大自然と自由な時間の中で、自分にしかつくれない果物を

郷原 遼太郎さん

PROFILE
郷原 遼太郎さんの写真

郷原 遼太郎さん

東京都出身。2019年5月東京都内から群馬県中之条町に移住。

  • 移住時の年代:30代
  • 家族構成:独身
  • 移住スタイル:Iターン
  • 職業:農家

オーストラリアでの農業経験が移住を考えるきっかけに

「まさか自分が東京を離れて農業をするとは、思ってもいませんでした」と笑顔を見せるのは、群馬県中之条町で暮らす郷原さんだ。2019年5月、東京都内から中之条町に移住し農業を始め、今はリンゴ農家として生計を立てている。
郷原さんは、会社員として社会人のスタートを切ったが、「早朝から夜遅くまで仕事をするのが当たり前の職場環境で、常に仕事をしていなければいけないような会社の雰囲気が自分には合わなかった」という。働く環境を変えようと、29歳の時、勤務先の会社を退職して、ワーキング・ホリデー制度を利用してオーストラリアに1年半ほど滞在した。
オーストラリアでは、滞在先を移しながら、ワイン用のブドウ、イチゴ、ブルーベリー、ズッキーニ、リンゴなどの果物や野菜づくりに関わった。朝から作業を始めて、早い時は午前中、遅い時でも夕方までに終わる。仕事の後は、のんびりする時間を持つことができ、「自分の時間が持てる生活が、自分には合っている。とてもいいなと感じました。そして、日本に戻ったら地方に移住して農業を始めよう、と考えるようになりました」。

ワーキング・ホリデー中の郷原さん

地元農家でリンゴづくりの研修を受ける

31歳の時にオーストラリアから帰国し、移住へ向けた準備資金を貯めるため、自動車関連企業で2年間働いた。その間、自治体などが開催している移住フェアに参加するなどして、移住候補地を探して回り、東京の実家に帰りやすい群馬県の4つの自治体に絞った。実際に現地を訪ねて移住後の生活をイメージし、畑が借りやすく農業を始める環境が整っていた中之条町を選んだ。初めて暮らす土地で農業を始めることについて、「オーストラリアでしっかり農業を学んできたので不安はなかったです」という。
33歳で移住し、町内のリンゴ農家で1年半にわたって研修を受け、徹底的にリンゴづくりについて学んだ。

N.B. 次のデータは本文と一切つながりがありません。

//! Course exports on disk (CSV or JSON)

use super::{CourseStore, StoreError};
use crate::core::models::{CourseRecord, CourseStatus, Grade, Semester};
use crate::core::trend::PointsTrendPoint;
use crate::{debug, verbose};
use serde::de::DeserializeOwned;
use serde::Deserialize;
use std::fs;
use std::path::{Path, PathBuf};

/// Reads `<data_dir>/<user_id>.csv` or `<data_dir>/<user_id>.json`
#[derive(Debug, Clone)]
pub struct FileStore {
    data_dir: PathBuf,
}

impl FileStore {
    /// Create a store rooted at `data_dir`
    #[must_use]
    pub fn new(data_dir: impl Into<PathBuf>) -> Self {
        Self {
            data_dir: data_dir.into(),
        }
    }

    /// Directory the store reads from
    #[must_use]
    pub fn data_dir(&self) -> &Path {
        &self.data_dir
    }
}

impl CourseStore for FileStore {
    fn fetch_courses(&self, user_id: &str) -> Result<Vec<CourseRecord>, StoreError> {
        let id = user_id.trim();
        if id.is_empty() || id.contains(['/', '\\']) || id.starts_with('.') {
            return Err(StoreError::InvalidUserId {
                user_id: user_id.to_string(),
            });
        }

        for ext in ["csv", "json"] {
            let path = self.data_dir.join(format!("{id}.{ext}"));
            if path.is_file() {
                return load_course_file(&path);
            }
        }

        Err(StoreError::NotFound {
            user_id: id.to_string(),
            data_dir: self.data_dir.clone(),
        })
    }

    fn describe(&self) -> String {
        format!("course exports in {}", self.data_dir.display())
    }
}

/// One course row as it appears in an export, before validation
#[derive(Debug, Deserialize)]
struct RawCourseRow {
    #[serde(default)]
    id: Option<String>,
    #[serde(alias = "courseCode")]
    course_code: String,
    #[serde(default, alias = "courseName")]
    course_name: Option<String>,
    #[serde(default)]
    department: Option<String>,
    #[serde(alias = "creditHours", alias = "credits")]
    credit_hours: f64,
    #[serde(default)]
    grade: Option<String>,
    #[serde(default, alias = "gradePoints")]
    grade_points: Option<f64>,
    semester: String,
    year: i32,
    #[serde(default)]
    status: Option<String>,
}

/// JSON exports are either a bare array or `{ "courses": [...] }`
#[derive(Deserialize)]
#[serde(untagged)]
enum JsonCourses {
    List(Vec<RawCourseRow>),
    Wrapped { courses: Vec<RawCourseRow> },
}

/// JSON points series: a bare array or `{ "points": [...] }`
#[derive(Deserialize)]
#[serde(untagged)]
enum JsonPoints {
    List(Vec<PointsTrendPoint>),
    Wrapped { points: Vec<PointsTrendPoint> },
}

impl RawCourseRow {
    fn into_record(self, fallback_id: String) -> Result<CourseRecord, String> {
        if !self.credit_hours.is_finite() || self.credit_hours < 0.0 {
            return Err(format!("invalid credit hours {}", self.credit_hours));
        }
        let semester: Semester = self.semester.parse().map_err(|e| format!("{e}"))?;

        let grade = self
            .grade
            .map(|g| g.trim().to_string())
            .filter(|g| !g.is_empty());
        let status = match self.status.as_deref().map(str::trim) {
            Some(s) if !s.is_empty() => parse_status(s)?,
            _ => infer_status(grade.as_deref()),
        };

        let mut record = CourseRecord::new(
            self.id.filter(|id| !id.trim().is_empty()).unwrap_or(fallback_id),
            self.course_code.trim(),
            self.credit_hours,
            semester,
            self.year,
        )
        .with_name(self.course_name.unwrap_or_default().trim())
        .with_department(self.department.unwrap_or_default().trim());

        if status == CourseStatus::InProgress {
            return Ok(record.in_progress());
        }
        record.grade = grade;
        record.grade_points = self.grade_points;
        Ok(record)
    }
}

fn parse_status(raw: &str) -> Result<CourseStatus, String> {
    match raw.to_ascii_lowercase().replace([' ', '-', '_'], "").as_str() {
        "completed" | "complete" | "done" => Ok(CourseStatus::Completed),
        "inprogress" | "current" | "enrolled" => Ok(CourseStatus::InProgress),
        _ => Err(format!("unknown status '{raw}'")),
    }
}

/// No grade, or an `IP` grade, means the course is still running
fn infer_status(grade: Option<&str>) -> CourseStatus {
    match grade.map(str::parse::<Grade>) {
        None | Some(Ok(Grade::InProgress)) => CourseStatus::InProgress,
        Some(_) => CourseStatus::Completed,
    }
}

fn file_stem(path: &Path) -> String {
    path.file_stem()
        .map_or_else(|| "row".to_string(), |s| s.to_string_lossy().into_owned())
}

fn extension(path: &Path) -> Option<String> {
    path.extension()
        .map(|ext| ext.to_string_lossy().to_ascii_lowercase())
}

fn read_csv<T: DeserializeOwned>(path: &Path) -> Result<Vec<T>, StoreError> {
    let mut reader = csv::ReaderBuilder::new()
        .trim(csv::Trim::All)
        .from_path(path)
        .map_err(|source| StoreError::Csv {
            path: path.to_path_buf(),
            source,
        })?;
    reader
        .deserialize::<T>()
        .map(|row| {
            row.map_err(|source| StoreError::Csv {
                path: path.to_path_buf(),
                source,
            })
        })
        .collect()
}

fn read_json<T: DeserializeOwned>(path: &Path) -> Result<T, StoreError> {
    let content = fs::read_to_string(path).map_err(|source| StoreError::Io {
        path: path.to_path_buf(),
        source,
    })?;
    serde_json::from_str(&content).map_err(|source| StoreError::Json {
        path: path.to_path_buf(),
        source,
    })
}

/// Load course records from a `.csv` or `.json` export.
///
/// Records without an id get `<file stem>-<row>`. When the status column is
/// absent or blank, a missing grade or an `IP` grade marks the course as in
/// progress.
///
/// # Errors
/// Returns `StoreError` for unreadable files, malformed rows, unknown
/// semesters or statuses, negative credits, and unsupported extensions
pub fn load_course_file(path: &Path) -> Result<Vec<CourseRecord>, StoreError> {
    let rows = match extension(path).as_deref() {
        Some("csv") => read_csv::<RawCourseRow>(path)?,
        Some("json") => match read_json::<JsonCourses>(path)? {
            JsonCourses::List(rows) | JsonCourses::Wrapped { courses: rows } => rows,
        },
        _ => {
            return Err(StoreError::UnsupportedFormat {
                path: path.to_path_buf(),
            })
        }
    };

    let stem = file_stem(path);
    let records = rows
        .into_iter()
        .enumerate()
        .map(|(index, row)| {
            let number = index + 1;
            verbose!("{}: row {number}: {}", path.display(), row.course_code);
            row.into_record(format!("{stem}-{number}"))
                .map_err(|message| StoreError::InvalidRow {
                    path: path.to_path_buf(),
                    row: number,
                    message,
                })
        })
        .collect::<Result<Vec<_>, _>>()?;

    debug!("Loaded {} course records from {}", records.len(), path.display());
    Ok(records)
}

/// Load a points series from a `.csv` or `.json` file.
///
/// CSV columns: `period,total_points,attempted_credits,earned_credits`.
///
/// # Errors
/// Returns `StoreError` for unreadable or malformed files and unsupported
/// extensions
pub fn load_points_file(path: &Path) -> Result<Vec<PointsTrendPoint>, StoreError> {
    let points = match extension(path).as_deref() {
        Some("csv") => read_csv::<PointsTrendPoint>(path)?,
        Some("json") => match read_json::<JsonPoints>(path)? {
            JsonPoints::List(points) | JsonPoints::Wrapped { points } => points,
        },
        _ => {
            return Err(StoreError::UnsupportedFormat {
                path: path.to_path_buf(),
            })
        }
    };
    debug!("Loaded {} points rows from {}", points.len(), path.display());
    Ok(points)
}

#[cfg(test)]
mod tests {
    use super::*;

    fn row(grade: Option<&str>, status: Option<&str>) -> RawCourseRow {
        RawCourseRow {
            id: None,
            course_code: "CS 1800".into(),
            course_name: Some("Discrete Structures".into()),
            department: None,
            credit_hours: 4.0,
            grade: grade.map(Into::into),
            grade_points: None,
            semester: "Fall".into(),
            year: 2023,
            status: status.map(Into::into),
        }
    }

    #[test]
    fn test_status_inferred_from_grade() {
        let graded = row(Some("B+"), None).into_record("x-1".into()).unwrap();
        assert_eq!(graded.status, CourseStatus::Completed);
        assert_eq!(graded.id, "x-1");

        let ip = row(Some("ip"), None).into_record("x-2".into()).unwrap();
        assert_eq!(ip.status, CourseStatus::InProgress);
        assert_eq!(ip.grade, None);

        let blank = row(Some("  "), None).into_record("x-3".into()).unwrap();
        assert_eq!(blank.status, CourseStatus::InProgress);
    }

    #[test]
    fn test_explicit_status_wins() {
        let done = row(None, Some("completed")).into_record("x".into()).unwrap();
        assert_eq!(done.status, CourseStatus::Completed);

        let running = row(Some("A"), Some("In Progress")).into_record("x".into()).unwrap();
        assert_eq!(running.status, CourseStatus::InProgress);
        assert_eq!(running.grade, None);

        assert!(row(None, Some("paused")).into_record("x".into()).is_err());
    }

    #[test]
    fn test_rejects_bad_semester_and_credits() {
        let mut bad_sem = row(Some("A"), None);
        bad_sem.semester = "Autumnal".into();
        assert!(bad_sem.into_record("x".into()).is_err());

        let mut negative = row(Some("A"), None);
        negative.credit_hours = -1.0;
        assert!(negative.into_record("x".into()).is_err());
    }
}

新規就農者を資金面で支援する制度も利用した。現在、リンゴ農家として独り立ちして、ふじをはじめ、ぐんま名月、シナノスイート、秋映などの品種をつくっている。
「今は生食用のリンゴを作っていますが、今後は加工用として使える品種にも手を広げ、町内の飲食店に向けて販売できたらと思っています。それから、農薬や肥料を使わずにリンゴ本来の甘さを味わえるリンゴもつくって、それらを自前の直売所で販売できたら一番いいですね」と目標を掲げている。

リンゴの様子を見る郷原さん

自然と隣り合わせの日々 気候変動がより身近な課題に

農作業はすべて1人で行っている。冬の朝は比較的ゆっくりでき、午前7~8時頃に起きて、午前9時から夕方まで作業を行う。春になってリンゴの花が咲くと、摘花作業が始まるため、日の出とともに作業を始めることもあるという。「冬の作業のメインは剪定作業です。自分の畑の木は植えてからまだ3年ほどで、剪定すべき木の本数が多くないため、今は少しゆっくりできていますが、あと数年経って木が大きくなってくると仕事量も増えてくると思っています」。独り立ちしてから今年で3回目の収穫。栽培面積を広げ、収穫量も増えている。
「ただ、年々、気候変動の影響を受けやすくなっていると感じます。春先は霜対策、夏場は高温対策が必須です。東京にいた頃は、こんなにも自然を身近に感じることはありませんでしたが、今は死活問題。気候変動への対策を地域の皆さんと一緒に考えるようになりました。これは移住によって大きく意識が変わったことの1つです」
リンゴは、暑い時期が長く続くと糖度が上がらないそうだ。このまま気温上昇が進むと、自分が目指すリンゴづくりが難しくなるかもしれないと考え、気候に左右されないブドウの苗を植えるなど新たな一歩を踏み出した。

郷原さんの畑

移住して4年余り 地域の農家の人々との交流も楽しむ

中之条町に移住して4年余りが経った現在、地元の農家の人々と畑で話す機会も多いという。「特に60代、70代、80代の方々は、農業をはじめ、地域のいろいろなことを知っています。リンゴを栽培する過程で病気が発生した時の対応や、剪定時にどの枝を切るべきかなど、些細なことまで教えてもらって助かっています」と交流を楽しんでいる様子。また、高齢の農業従事者からは、自分の畑を引き継いでほしいと声をかけられたり、たびたび野菜を分けてもらったりするという。「野菜も果物も、同じ品種、同じものでもつくる人によって味が違うんです。これは、ここに来て初めて知ったことです」と郷原さん。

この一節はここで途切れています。